Confetti Cake Pie (with a graham cracker crust!)

Happy Birthday!... me!! 

Well, unfortunately, my birthday fell on a Monday this year, which is the start of a work week (boo!), but fortunately, this means I get to celebrate both the weekend before and the weekend after (woo!)! 

So to start things off I made a cake.  Or a pie.  It's essentially a confetti cake baked in a graham cracker crust, so I hereby declare this a cake pie.  And it's my birthday, so I make the rules.

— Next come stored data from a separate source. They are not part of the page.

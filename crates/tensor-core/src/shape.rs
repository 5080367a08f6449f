// Copyright (c) 2025 Dimitris Kafetzis
//
// Licensed under the MIT License.
// See LICENSE file in the project root for full license information.
//
// SPDX-License-Identifier: MIT

//! Tensor shape descriptors with partially-known dimensions.

use std::fmt;

/// Highest rank the reference kernels index without allocating.
pub const MAX_RANK: usize = 8;

/// A single dimension of a [`Shape`].
///
/// A dimension is `Unknown` when it cannot be determined before execution
/// (typically the batch dimension of a model input).
#[derive(Debug, Clone, Copy, PartialEq, Eq, Hash)]
pub enum Dim {
    Known(usize),
    Unknown,
}

impl Dim {
    /// Returns the concrete extent, if known.
    pub fn known(self) -> Option<usize> {
        match self {
            Dim::Known(n) => Some(n),
            Dim::Unknown => None,
        }
    }

    pub fn is_known(self) -> bool {
        matches!(self, Dim::Known(_))
    }
}

impl From<usize> for Dim {
    fn from(n: usize) -> Self {
        Dim::Known(n)
    }
}

impl fmt::Display for Dim {
    fn fmt(&self, f: &mut fmt::Formatter<'_>) -> fmt::Result {
        match self {
            Dim::Known(n) => write!(f, "{n}"),
            Dim::Unknown => write!(f, "?"),
        }
    }
}

/// Describes the dimensionality of a tensor.
///
/// Each dimension is either a known extent or unknown. Shapes serialize as
/// integer arrays where `-1` marks an unknown dimension, matching the model
/// manifest format.
#[derive(Debug, Clone, PartialEq, Eq, Hash, Default, serde::Serialize, serde::Deserialize)]
#[serde(try_from = "Vec<i64>", into = "Vec<i64>")]
pub struct Shape {
    dims: Vec<Dim>,
}

impl Shape {
    /// Creates a fully-known shape from the given extents.
    ///
    /// # Examples
    /// ```
    /// use tensor_core::Shape;
    /// let s = Shape::new(vec![2, 3, 4]);
    /// assert_eq!(s.rank(), 3);
    /// assert_eq!(s.num_elements(), Some(24));
    /// ```
    pub fn new(dims: Vec<usize>) -> Self {
        Self {
            dims: dims.into_iter().map(Dim::Known).collect(),
        }
    }

    /// Creates a shape from possibly-unknown dimensions.
    pub fn from_dims(dims: Vec<Dim>) -> Self {
        Self { dims }
    }

    /// Creates a scalar shape (rank 0).
    pub fn scalar() -> Self {
        Self { dims: vec![] }
    }

    /// Creates a 1-D shape.
    pub fn vector(len: usize) -> Self {
        Self::new(vec![len])
    }

    /// Returns the number of dimensions (rank).
    pub fn rank(&self) -> usize {
        self.dims.len()
    }

    /// Returns the dimensions as a slice.
    pub fn dims(&self) -> &[Dim] {
        &self.dims
    }

    /// Returns dimension `index`, or `None` if out of bounds.
    pub fn dim(&self, index: usize) -> Option<Dim> {
        self.dims.get(index).copied()
    }

    /// Returns `true` when every dimension is known.
    pub fn is_fully_known(&self) -> bool {
        self.dims.iter().all(|d| d.is_known())
    }

    /// Returns the total number of elements, or `None` if any dimension is unknown.
    ///
    /// For a scalar shape (rank 0), returns `Some(1)`.
    pub fn num_elements(&self) -> Option<usize> {
        self.dims.iter().try_fold(1usize, |acc, d| d.known().map(|n| acc * n))
    }

    /// Computes the memory footprint in bytes for a given [`crate::DType`].
    pub fn size_bytes(&self, dtype: super::DType) -> Option<usize> {
        self.num_elements().map(|n| n * dtype.size_bytes())
    }

    /// Returns the concrete extents if every dimension is known.
    pub fn to_concrete(&self) -> Option<Vec<usize>> {
        self.dims.iter().map(|d| d.known()).collect()
    }

    /// Returns a copy with dimension `index` replaced.
    pub fn with_dim(&self, index: usize, dim: Dim) -> Self {
        let mut dims = self.dims.clone();
        if let Some(slot) = dims.get_mut(index) {
            *slot = dim;
        }
        Self { dims }
    }

    /// Returns `true` if `concrete` is a valid instantiation of this shape:
    /// same rank, and every known dimension matches.
    pub fn accepts(&self, concrete: &[usize]) -> bool {
        self.dims.len() == concrete.len()
            && self
                .dims
                .iter()
                .zip(concrete)
                .all(|(d, &c)| d.known().map_or(true, |n| n == c))
    }
}

impl fmt::Display for Shape {
    fn fmt(&self, f: &mut fmt::Formatter<'_>) -> fmt::Result {
        write!(f, "[")?;
        for (i, d) in self.dims.iter().enumerate() {
            if i > 0 {
                write!(f, ", ")?;
            }
            write!(f, "{d}")?;
        }
        write!(f, "]")
    }
}

/// Convenience: `Shape::from(vec![2, 3])`.
impl From<Vec<usize>> for Shape {
    fn from(dims: Vec<usize>) -> Self {
        Self::new(dims)
    }
}

impl From<&[usize]> for Shape {
    fn from(dims: &[usize]) -> Self {
        Self::new(dims.to_vec())
    }
}

impl TryFrom<Vec<i64>> for Shape {
    type Error = String;

    fn try_from(raw: Vec<i64>) -> Result<Self, Self::Error> {
        let dims = raw
            .into_iter()
            .map(|d| match d {
                -1 => Ok(Dim::Unknown),
                n if n >= 0 => Ok(Dim::Known(n as usize)),
                n => Err(format!("invalid dimension {n}")),
            })
            .collect::<Result<Vec<_>, _>>()?;
        Ok(Self { dims })
    }
}

impl From<Shape> for Vec<i64> {
    fn from(shape: Shape) -> Self {
        shape
            .dims
            .iter()
            .map(|d| match d {
                Dim::Known(n) => *n as i64,
                Dim::Unknown => -1,
            })
            .collect()
    }
}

Now yes, this is a cake without the frosting, but no frosting needed here, my friends.  The graham crust adds a subtle sweetness to each and every bite, which works out well for me because, quite frankly, I have icing issues (I reattempted the Flag Cake over the weekend and FAIL- it has now been nixed from the newly renamed 26-during-27 list). 

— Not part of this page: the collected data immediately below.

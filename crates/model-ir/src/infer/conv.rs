// Copyright (c) 2025 Dimitris Kafetzis
//
// Licensed under the MIT License.
// See LICENSE file in the project root for full license information.
//
// SPDX-License-Identifier: MIT

//! Rules for multiply-accumulate operations: convolutions and fully
//! connected layers.
//!
//! Filters are stored independently of the activation layout:
//! convolution `[out_ch, kh, kw, in_ch]`, depthwise `[1, kh, kw, out_ch]`,
//! transpose convolution `[out_ch, kh, kw, in_ch]`, fully connected
//! `[units, depth]`.

use tensor_core::{compute_output_size, DType, Dim, Extent4, Layout, Padding, Shape};

use super::{
    constant_ints, expect_rank, invalid, known_dims, operand, spatial_dims, spatial_shape,
    InferError, OutputRule,
};
use crate::{Node, NodeOptions, OpKind, TensorDef};

/// Output extent of a window sweep along one axis.
pub(super) fn window_extent(
    padding: Padding,
    image: Dim,
    filter: usize,
    stride: usize,
    dilation: usize,
) -> Result<Dim, InferError> {
    match image {
        Dim::Unknown => Ok(Dim::Unknown),
        Dim::Known(n) => compute_output_size(padding, n, filter, stride, dilation)
            .map(Dim::Known)
            .ok_or_else(|| {
                invalid(format!(
                    "window of {filter} (dilation {dilation}) does not fit extent {n} with {padding:?} padding"
                ))
            }),
    }
}

/// Accepted `(input, filter)` element type pairs.
fn check_weight_types(kind: OpKind, input: &TensorDef, filter: &TensorDef) -> Result<(), InferError> {
    let ok = matches!(
        (input.info.dtype, filter.info.dtype),
        (DType::F32, DType::F32)
            | (DType::U8, DType::U8)
            | (DType::I8, DType::I8)
            | (DType::I16, DType::I8)
    );
    if !ok {
        return Err(invalid(format!(
            "'{kind}' does not support {} input with {} weights",
            input.info.dtype, filter.info.dtype
        )));
    }
    if filter.info.dtype.is_quantized() {
        let q = filter.info.quantization.as_ref().ok_or_else(|| {
            invalid(format!(
                "quantized weights '{}' have no quantization parameters",
                filter.name
            ))
        })?;
        q.validate(&filter.info.shape)
            .map_err(|e| invalid(format!("weights '{}': {e}", filter.name)))?;
    }
    Ok(())
}

/// Bias must hold one value per output channel: f32 for float inputs, i64
/// for 16-bit inputs, i32 accumulators otherwise.
fn check_bias(input: &TensorDef, bias: Option<&&TensorDef>, channels: usize) -> Result<(), InferError> {
    let Some(bias) = bias else { return Ok(()) };
    let expected = match input.info.dtype {
        DType::F32 => DType::F32,
        DType::I16 => DType::I64,
        _ => DType::I32,
    };
    if bias.info.dtype != expected {
        return Err(invalid(format!(
            "bias '{}' must be {expected} for {} inputs, is {}",
            bias.name, input.info.dtype, bias.info.dtype
        )));
    }
    match bias.info.shape.num_elements() {
        Some(n) if n == channels => Ok(()),
        _ => Err(invalid(format!(
            "bias '{}' has shape {}, expected {channels} values",
            bias.name, bias.info.shape
        ))),
    }
}

fn check_channels(what: &str, actual: Dim, expected: usize) -> Result<(), InferError> {
    match actual.known() {
        Some(c) if c != expected => Err(invalid(format!(
            "{what}: input has {c} channels, weights expect {expected}"
        ))),
        _ => Ok(()),
    }
}

pub(super) fn conv2d(node: &Node, inputs: &[&TensorDef], layout: Layout) -> Result<OutputRule, InferError> {
    let NodeOptions::Conv2D(o) = &node.options else {
        return Err(invalid("conv2d requires convolution options"));
    };
    let input = operand(inputs, 0, "input")?;
    let filter = operand(inputs, 1, "filter")?;
    check_weight_types(node.kind, input, filter)?;
    let [b, h, w, c] = spatial_dims(input, layout)?;
    expect_rank(filter, 4)?;
    let f = known_dims(filter)?;
    check_channels("conv2d", c, f[3])?;
    check_bias(input, inputs.get(2), f[0])?;

    let oh = window_extent(o.padding, h, f[1], o.stride_h, o.dilation_h)?;
    let ow = window_extent(o.padding, w, f[2], o.stride_w, o.dilation_w)?;
    Ok(OutputRule::rescaled(
        spatial_shape(layout, b, oh, ow, Dim::Known(f[0])),
        input.info.dtype,
    ))
}

pub(super) fn depthwise_conv2d(
    node: &Node,
    inputs: &[&TensorDef],
    layout: Layout,
) -> Result<OutputRule, InferError> {
    let NodeOptions::DepthwiseConv2D(o) = &node.options else {
        return Err(invalid("depthwise_conv2d requires depthwise options"));
    };
    let input = operand(inputs, 0, "input")?;
    let filter = operand(inputs, 1, "filter")?;
    check_weight_types(node.kind, input, filter)?;
    let [b, h, w, c] = spatial_dims(input, layout)?;
    expect_rank(filter, 4)?;
    let f = known_dims(filter)?;
    if f[0] != 1 {
        return Err(invalid(format!(
            "depthwise filter '{}' must have a leading 1, has {}",
            filter.name, filter.info.shape
        )));
    }
    if o.depth_multiplier == 0 || f[3] % o.depth_multiplier != 0 {
        return Err(invalid(format!(
            "{} output channels are not a multiple of depth multiplier {}",
            f[3], o.depth_multiplier
        )));
    }
    check_channels("depthwise_conv2d", c, f[3] / o.depth_multiplier)?;
    check_bias(input, inputs.get(2), f[3])?;

    let oh = window_extent(o.padding, h, f[1], o.stride_h, o.dilation_h)?;
    let ow = window_extent(o.padding, w, f[2], o.stride_w, o.dilation_w)?;
    Ok(OutputRule::rescaled(
        spatial_shape(layout, b, oh, ow, Dim::Known(f[3])),
        input.info.dtype,
    ))
}

/// Operands: `[output_shape, filter, input, bias?]`. The output shape is a
/// constant holding logical `(batch, height, width, channels)`.
pub(super) fn transpose_conv(
    node: &Node,
    inputs: &[&TensorDef],
    layout: Layout,
) -> Result<OutputRule, InferError> {
    let NodeOptions::TransposeConv(o) = &node.options else {
        return Err(invalid("transpose_conv requires transpose convolution options"));
    };
    let shape = constant_ints(operand(inputs, 0, "output shape")?, "output shape")?;
    let filter = operand(inputs, 1, "filter")?;
    let input = operand(inputs, 2, "input")?;
    if input.info.dtype == DType::I16 {
        return Err(invalid("transpose_conv does not support i16 inputs"));
    }
    check_weight_types(node.kind, input, filter)?;
    let [_, h, w, c] = spatial_dims(input, layout)?;
    expect_rank(filter, 4)?;
    let f = known_dims(filter)?;
    check_channels("transpose_conv", c, f[3])?;
    check_bias(input, inputs.get(3), f[0])?;

    if shape.len() != 4 || shape.iter().any(|&d| d <= 0) {
        return Err(invalid(format!("output shape {shape:?} must be 4 positive extents")));
    }
    let out = Extent4 {
        batch: shape[0] as usize,
        height: shape[1] as usize,
        width: shape[2] as usize,
        depth: shape[3] as usize,
    };
    if out.depth != f[0] {
        return Err(invalid(format!(
            "output shape has {} channels, filter produces {}",
            out.depth, f[0]
        )));
    }
    // The forward window over the output must land back on the input.
    for (axis, image, kernel, stride, actual) in [
        ("height", out.height, f[1], o.stride_h, h),
        ("width", out.width, f[2], o.stride_w, w),
    ] {
        let forward = compute_output_size(o.padding, image, kernel, stride, 1);
        if let (Some(n), Some(expected)) = (actual.known(), forward) {
            if n != expected {
                return Err(invalid(format!(
                    "{axis}: output extent {image} maps back to {expected}, input has {n}"
                )));
            }
        }
    }
    Ok(OutputRule::rescaled(
        Shape::new(layout.dims_of(out).to_vec()),
        input.info.dtype,
    ))
}

/// Operands: `[input, weights, bias?]`. Without `keep_num_dims` the input is
/// flattened to `[batches, depth]`.
pub(super) fn fully_connected(node: &Node, inputs: &[&TensorDef]) -> Result<OutputRule, InferError> {
    let NodeOptions::FullyConnected(o) = &node.options else {
        return Err(invalid("fully_connected requires fully connected options"));
    };
    let input = operand(inputs, 0, "input")?;
    let weights = operand(inputs, 1, "weights")?;
    check_weight_types(node.kind, input, weights)?;
    expect_rank(weights, 2)?;
    let wd = known_dims(weights)?;
    let (units, depth) = (wd[0], wd[1]);
    check_bias(input, inputs.get(2), units)?;

    let in_shape = &input.info.shape;
    if in_shape.rank() == 0 || depth == 0 {
        return Err(invalid("fully_connected needs a non-scalar input and non-empty weights"));
    }
    let shape = if o.keep_num_dims {
        let last = in_shape.rank() - 1;
        if let Some(d) = in_shape.dims()[last].known() {
            if d != depth {
                return Err(invalid(format!(
                    "input '{}' ends in {d}, weights expect {depth}",
                    input.name
                )));
            }
        }
        in_shape.with_dim(last, Dim::Known(units))
    } else {
        let batches = match in_shape.num_elements() {
            Some(n) if n % depth != 0 => {
                return Err(invalid(format!(
                    "input '{}' of {n} elements is not divisible by depth {depth}",
                    input.name
                )))
            }
            Some(n) => Dim::Known(n / depth),
            None => Dim::Unknown,
        };
        Shape::from_dims(vec![batches, Dim::Known(units)])
    };
    Ok(OutputRule::rescaled(shape, input.info.dtype))
}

As far as where the idea came from for this crazy combo?  I have no idea*.  But it was so good, I'm tempted to make another as the celebration continues this weekend with a very welcome two-day visit from my parents :)

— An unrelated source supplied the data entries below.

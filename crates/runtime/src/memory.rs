// Copyright (c) 2025 Dimitris Kafetzis
//
// Licensed under the MIT License.
// See LICENSE file in the project root for full license information.
//
// SPDX-License-Identifier: MIT

//! Lifetime analysis and arena slot assignment for one shape epoch.
//!
//! Steps are positions in the graph's execution order. A produced tensor
//! lives from its producer's step to its last consumer's step; graph inputs
//! are live from step 0 and graph outputs until the last step, so neither
//! is ever overwritten during a pass. Scratch is live only at its own node.

use kernels::Kernel;
use memory_manager::{ArenaPlan, ArenaPlanner, BufferRequest, PlanStats, Slot};
use model_ir::{Graph, TensorId, Validated};
use tracing::debug;

use crate::RuntimeError;

/// Arena slots for every activation tensor and every kernel scratch buffer.
#[derive(Debug, Clone)]
pub struct MemoryPlan {
    plan: ArenaPlan,
    requests: Vec<BufferRequest>,
    /// Request index per tensor, indexed by [`TensorId`]; `None` for
    /// constants and unused tensors.
    tensor_requests: Vec<Option<usize>>,
    /// Request index per execution step.
    scratch_requests: Vec<Option<usize>>,
}

impl MemoryPlan {
    /// Plans the arena for `graph` as configured by `kernels`.
    ///
    /// `kernels` is indexed by node id and must all be configured.
    pub fn build(
        graph: &Graph<Validated>,
        kernels: &[Kernel],
        planner: &ArenaPlanner,
    ) -> Result<Self, RuntimeError> {
        let order = graph.order();
        let last_step = order.len().saturating_sub(1);
        let mut lifetimes: Vec<Option<(usize, usize)>> = vec![None; graph.tensors().len()];

        for &t in graph.inputs() {
            lifetimes[t.0] = Some((0, 0));
        }
        for (step, &id) in order.iter().enumerate() {
            let kernel = &kernels[id.0];
            for &t in kernel.inputs() {
                if let Some((_, last)) = lifetimes[t.0].as_mut() {
                    *last = (*last).max(step);
                }
            }
            for &t in kernel.outputs() {
                lifetimes[t.0] = Some((step, step));
            }
        }
        for &t in graph.outputs() {
            if let Some((_, last)) = lifetimes[t.0].as_mut() {
                *last = last_step;
            }
        }

        let mut requests = Vec::new();
        let mut tensor_requests = vec![None; lifetimes.len()];
        for (index, lifetime) in lifetimes.iter().enumerate() {
            let Some((first, last)) = *lifetime else { continue };
            let id = TensorId(index);
            let Some(def) = graph.tensor(id).filter(|t| !t.is_constant()) else {
                continue;
            };
            let size = def.info.size_bytes().ok_or_else(|| RuntimeError::UnresolvedShape {
                tensor: def.name.clone(),
            })?;
            tensor_requests[index] = Some(requests.len());
            requests.push(BufferRequest::new(size, first, last));
        }

        let mut scratch_requests = vec![None; order.len()];
        for (step, &id) in order.iter().enumerate() {
            let bytes = kernels[id.0].scratch_bytes();
            if bytes > 0 {
                scratch_requests[step] = Some(requests.len());
                requests.push(BufferRequest::new(bytes, step, step));
            }
        }

        let plan = planner.plan(&requests)?;
        plan.verify(&requests)?;
        debug!(
            buffers = requests.len(),
            arena_bytes = plan.arena_bytes(),
            "memory plan built"
        );

        Ok(Self {
            plan,
            requests,
            tensor_requests,
            scratch_requests,
        })
    }

    /// Arena slot of an activation tensor.
    pub fn tensor_slot(&self, id: TensorId) -> Option<Slot> {
        self.tensor_requests
            .get(id.0)
            .copied()
            .flatten()
            .and_then(|r| self.plan.slot(r))
    }

    /// Lifetime `(first, last)` of an activation tensor, in steps.
    pub fn lifetime(&self, id: TensorId) -> Option<(usize, usize)> {
        self.tensor_requests
            .get(id.0)
            .copied()
            .flatten()
            .map(|r| (self.requests[r].first, self.requests[r].last))
    }

    /// Scratch slot of the node executed at `step`, if it needs one.
    pub fn scratch_slot(&self, step: usize) -> Option<Slot> {
        self.scratch_requests
            .get(step)
            .copied()
            .flatten()
            .and_then(|r| self.plan.slot(r))
    }

    pub fn arena_bytes(&self) -> usize {
        self.plan.arena_bytes()
    }

    pub fn stats(&self) -> &PlanStats {
        self.plan.stats()
    }
}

*Another year older, another year wiser.

Confetti Cake Pie

Makes one 8 or 9-inch pie

1 cup graham cracker crumbs (about 9 full-sheet graham crackers)
4 tablespoons butter, melted
2 tablespoons sugar

 6 tablespoons butter, softened to room temperature
1/4 cup granulated sugar
1/4 cup light brown sugar
2 eggs, at room temperature
1 1/2 teaspoons vanilla
1/2 + 1/8 cup all-purpose flour
1/2 + 1/8 cup yellow or white boxed cake mix
1/4 cup sprinkles

Preheat oven to 325 degrees.  If using graham cracker sheets, using a food processor or blender, pulverize the graham crackers into a fine crumb. Pour crumbs into a medium bowl and mix with melted butter and sugar. Press into an ungreased 8-inch or 9-inch pie dish.  Bake for 8 minutes.  While baking, prepare the cake filling.

In a large mixing bowl, cream together the butter and sugars.  Mix in the eggs and vanilla.  Add the flour and cake mix and mix until just combined.  Fold in the sprinkles.  Spread gently into warmed crust. 

Increase oven temperature to 350.  One preheated, bake for 25 minutes or until toothpick inserted in center comes out clean.  Let cool to room temperature before cutting into wedges.